My heart sunk rapidly. Here it was, here was the Internet break-up. He was going to say its been nice, but we won't be able to talk any more and then I'll cry myself to sleep for years and years and end up a crazy cat lady who all the kids are scared o-

'But I'll message you when I can !'

My heart stopped beating and I choked on the air in my throat. I banged a fist to my chest and suddenly took in a deep breath. I managed to regain the oxygen I desperately needed by panting heavily for the next minute. I think I was going to pass out. He wanted to talk to me? He was going to message me whenever he got the chance? I would have cartwheeled off the Empire State Building with happiness if I could. Or maybe not, that would have been counter productive.

I stared at the screen, making sure it wasn't my tired eyes hallucinating. But no, there it was. I spent a few more minutes staring, trying to decide how to reply to that. My options went from declaring my love to him to a more laid back 'cool'.

I had another option. I wanted to do it, but I was scared. I didn't want to push my luck, scare him away. But then, in a sudden burst of bravery, I thought you know what, yolo!

'Okay:) but if you miss me too desperately, you can always text me'

I typed out my number and hit the send button violently before I could hesitate and change my mind.

I threw myself onto my bed and dived my head into the pillow, nerves eating me from the inside like worms. 'I shouldn't have done that. I really really shouldn't hve done that' my thoughts swirled around my head like a mantra.

I heard the new message sound and got off my bed reluctantly.

'Thanks ! Although I'll try to stick to twitter, we're supposed to keep our numbers to as little people as possible'

I slapped myself on the cheek when I felt a small sting of rejection. He had definitely said that in the nicest way possible and I hadn't really expected him to accept it anyway.

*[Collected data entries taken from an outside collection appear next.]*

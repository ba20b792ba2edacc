//! FAT32 driver.
//!
//! Unlike FAT16 there is no fixed root region: every directory, the root
//! included, is a cluster chain. FAT entries are 28-bit; the top nibble is
//! reserved and preserved on writes.

use alloc::string::String;
use alloc::vec::Vec;

use orion_abi::fs::{FAT_ATTR_DIRECTORY, FAT_DIR_DELETED, FAT_DIR_END, SECTOR_SIZE};
use orion_lib::cprintf;

use crate::blockdev::BlockDevice;
use crate::path;
use crate::progress;

use super::dir::{
    DIR_ENTRY_SIZE, DirEntryInfo, DirLocation, DirScanner, ENTRIES_PER_SECTOR, ScanOutcome,
    write_raw_entry,
};
use super::name::{
    LFN_CHARS_PER_ENTRY, LFN_LAST_FLAG, LFN_NAME_MAX, apply_numeric_tail, lfn_checksum,
    lfn_entry_count, make_short_name, names_match, pack_lfn_entry,
};
use super::{Bpb, FatError};

const FAT32_FREE: u32 = 0;
const FAT32_EOC: u32 = 0x0FFF_FFFF;
const FAT32_EOC_MIN: u32 = 0x0FFF_FFF8;
const FAT32_MASK: u32 = 0x0FFF_FFFF;

pub struct Fat32Fs {
    base_lba: u32,
    bpb: Bpb,
    root_cluster: u32,
    current_dir: u32,
    alloc_hint: u32,
}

'Yeah I understand :) I'll have to be going now, double English tomorrow morning with Peeves!'

I changed into my pyjamas before receiving his reply.

'Okay ! Sleep tight ! Talk to you soon?'

'Of course Nialler :) if I don't speak to you in time, have fun with the shows!'

I logged out before I persuaded myself to stay and talk to him for as long as possible. I swallowed the lump that had formed in my throat caused by knowing these few days of excitement and glee were over. I knew I shouldn't be this attached when we'd only been talking for two days.

Eventually, I fell into a dreamless sleep.